» **Task to carry out**:
Give back the full listing exactly as it appears below.

*****

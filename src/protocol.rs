use reqwest::header::HeaderMap;
use reqwest::StatusCode;
use serde_json::{Map, Value};

/// Path prefix for legacy REST-dialect methods.
pub const METHOD_PATH_PREFIX: &str = "method/";

/// Parameter key the dispatcher always forces.
pub const FORMAT_PARAM: &str = "format";
/// Forced response format: structured JSON.
pub const JSON_FORMAT: &str = "json";

/// Method name for the single-query form.
pub const FQL_QUERY_METHOD: &str = "fql.query";
/// Method name for the batched multi-query form.
pub const FQL_MULTIQUERY_METHOD: &str = "fql.multiquery";
/// Administrative method updating app-level configuration.
pub const SET_APP_PROPERTIES_METHOD: &str = "admin.setAppProperties";

/// Parameter key carrying a single query text.
pub const QUERY_PARAM: &str = "query";
/// Parameter key carrying the JSON-encoded batch of named queries.
pub const QUERIES_PARAM: &str = "queries";
/// Parameter key carrying the JSON-encoded app properties.
pub const PROPERTIES_PARAM: &str = "properties";

/// Free-form string-keyed parameters, one map per invocation.
pub type Params = Map<String, Value>;

/// Remote methods known to be side-effect-free lookups, eligible for
/// read-replica routing. Fixed at startup; matching is exact.
pub const READ_ONLY_METHODS: &[&str] = &[
    "admin.getallocation",
    "admin.getappproperties",
    "admin.getbannedusers",
    "admin.getlivestreamvialink",
    "admin.getmetrics",
    "admin.getrestrictioninfo",
    "application.getpublicinfo",
    "auth.getapppublickey",
    "auth.getsession",
    "auth.getsignedpublicsessiondata",
    "comments.get",
    "connect.getunconnectedfriendscount",
    "dashboard.getactivity",
    "dashboard.getcount",
    "dashboard.getglobalnews",
    "dashboard.getnews",
    "dashboard.multigetcount",
    "dashboard.multigetnews",
    "data.getcookies",
    "events.get",
    "events.getmembers",
    "fbml.getcustomtags",
    "feed.getappfriendstories",
    "feed.getregisteredtemplatebundlebyid",
    "feed.getregisteredtemplatebundles",
    "fql.multiquery",
    "fql.query",
    "friends.arefriends",
    "friends.get",
    "friends.getappusers",
    "friends.getlists",
    "friends.getmutualfriends",
    "gifts.get",
    "groups.get",
    "groups.getmembers",
    "intl.gettranslations",
    "links.get",
    "notes.get",
    "notifications.get",
    "pages.getinfo",
    "pages.isadmin",
    "pages.isappadded",
    "pages.isfan",
    "permissions.checkavailableapiaccess",
    "permissions.checkgrantedapiaccess",
    "photos.get",
    "photos.getalbums",
    "photos.gettags",
    "profile.getinfo",
    "profile.getinfooptions",
    "stream.get",
    "stream.getcomments",
    "stream.getfilters",
    "users.getinfo",
    "users.getloggedinuser",
    "users.getstandardinfo",
    "users.hasapppermission",
    "users.isappuser",
    "users.isverified",
    "video.getuploadlimits",
];

/// Whether a method is a known read-only lookup.
pub fn is_read_only(method: &str) -> bool {
    READ_ONLY_METHODS.contains(&method)
}

/// Build the request path for a named method.
pub fn method_path(method: &str) -> String {
    format!("{}{}", METHOD_PATH_PREFIX, method)
}

/// Transport directives attached to every invocation.
///
/// `rest_api` and `read_only` are set by the dispatcher; `extra` carries
/// caller-supplied pass-through keys (e.g. `beta`) the transport may
/// recognize, forwarded verbatim and uninterpreted.
#[derive(Clone, Debug, Default, PartialEq)]
pub struct TransportOptions {
    /// Route via the legacy RPC dialect rather than the graph convention.
    pub rest_api: bool,
    /// Routing hint: the method performs no writes.
    pub read_only: bool,
    /// Caller-supplied pass-through keys.
    pub extra: Params,
}

/// A parsed reply from the transport collaborator.
#[derive(Clone, Debug)]
pub struct Response {
    pub status: StatusCode,
    pub body: Value,
    pub headers: HeaderMap,
}

impl Response {
    pub fn new(status: StatusCode, body: Value) -> Self {
        Self {
            status,
            body,
            headers: HeaderMap::new(),
        }
    }

    pub fn with_headers(mut self, headers: HeaderMap) -> Self {
        self.headers = headers;
        self
    }
}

*****

» **Answer to this exercise**:
filename src/protocol.rs
use reqwest::header::HeaderMap;
use reqwest::StatusCode;
use serde_json::{Map, Value};

/// Path prefix for legacy REST-dialect methods.
pub const METHOD_PATH_PREFIX: &str = "method/";

/// Parameter key the dispatcher always forces.
pub const FORMAT_PARAM: &str = "format";
/// Forced response format: structured JSON.
pub const JSON_FORMAT: &str = "json";

/// Method name for the single-query form.
pub const FQL_QUERY_METHOD: &str = "fql.query";
/// Method name for the batched multi-query form.
pub const FQL_MULTIQUERY_METHOD: &str = "fql.multiquery";
/// Administrative method updating app-level configuration.
pub const SET_APP_PROPERTIES_METHOD: &str = "admin.setAppProperties";

/// Parameter key carrying a single query text.
pub const QUERY_PARAM: &str = "query";
/// Parameter key carrying the JSON-encoded batch of named queries.
pub const QUERIES_PARAM: &str = "queries";
/// Parameter key carrying the JSON-encoded app properties.
pub const PROPERTIES_PARAM: &str = "properties";

/// Free-form string-keyed parameters, one map per invocation.
pub type Params = Map<String, Value>;

/// Remote methods known to be side-effect-free lookups, eligible for
/// read-replica routing. Fixed at startup; matching is exact.
pub const READ_ONLY_METHODS: &[&str] = &[
    "admin.getallocation",
    "admin.getappproperties",
    "admin.getbannedusers",
    "admin.getlivestreamvialink",
    "admin.getmetrics",
    "admin.getrestrictioninfo",
    "application.getpublicinfo",
    "auth.getapppublickey",
    "auth.getsession",
    "auth.getsignedpublicsessiondata",
    "comments.get",
    "connect.getunconnectedfriendscount",
    "dashboard.getactivity",
    "dashboard.getcount",
    "dashboard.getglobalnews",
    "dashboard.getnews",
    "dashboard.multigetcount",
    "dashboard.multigetnews",
    "data.getcookies",
    "events.get",
    "events.getmembers",
    "fbml.getcustomtags",
    "feed.getappfriendstories",
    "feed.getregisteredtemplatebundlebyid",
    "feed.getregisteredtemplatebundles",
    "fql.multiquery",
    "fql.query",
    "friends.arefriends",
    "friends.get",
    "friends.getappusers",
    "friends.getlists",
    "friends.getmutualfriends",
    "gifts.get",
    "groups.get",
    "groups.getmembers",
    "intl.gettranslations",
    "links.get",
    "notes.get",
    "notifications.get",
    "pages.getinfo",
    "pages.isadmin",
    "pages.isappadded",
    "pages.isfan",
    "permissions.checkavailableapiaccess",
    "permissions.checkgrantedapiaccess",
    "photos.get",
    "photos.getalbums",
    "photos.gettags",
    "profile.getinfo",
    "profile.getinfooptions",
    "stream.get",
    "stream.getcomments",
    "stream.getfilters",
    "users.getinfo",
    "users.getloggedinuser",
    "users.getstandardinfo",
    "users.hasapppermission",
    "users.isappuser",
    "users.isverified",
    "video.getuploadlimits",
];

/// Whether a method is a known read-only lookup.
pub fn is_read_only(method: &str) -> bool {
    READ_ONLY_METHODS.contains(&method)
}

/// Build the request path for a named method.
pub fn method_path(method: &str) -> String {
    format!("{}{}", METHOD_PATH_PREFIX, method)
}

/// Transport directives attached to every invocation.
///
/// `rest_api` and `read_only` are set by the dispatcher; `extra` carries
/// caller-supplied pass-through keys (e.g. `beta`) the transport may
/// recognize, forwarded verbatim and uninterpreted.
#[derive(Clone, Debug, Default, PartialEq)]
pub struct TransportOptions {
    /// Route via the legacy RPC dialect rather than the graph convention.
    pub rest_api: bool,
    /// Routing hint: the method performs no writes.
    pub read_only: bool,
    /// Caller-supplied pass-through keys.
    pub extra: Params,
}

/// A parsed reply from the transport collaborator.
#[derive(Clone, Debug)]
pub struct Response {
    pub status: StatusCode,
    pub body: Value,
    pub headers: HeaderMap,
}

impl Response {
    pub fn new(status: StatusCode, body: Value) -> Self {
        Self {
            status,
            body,
            headers: HeaderMap::new(),
        }
    }

    pub fn with_headers(mut self, headers: HeaderMap) -> Self {
        self.headers = headers;
        self
    }
}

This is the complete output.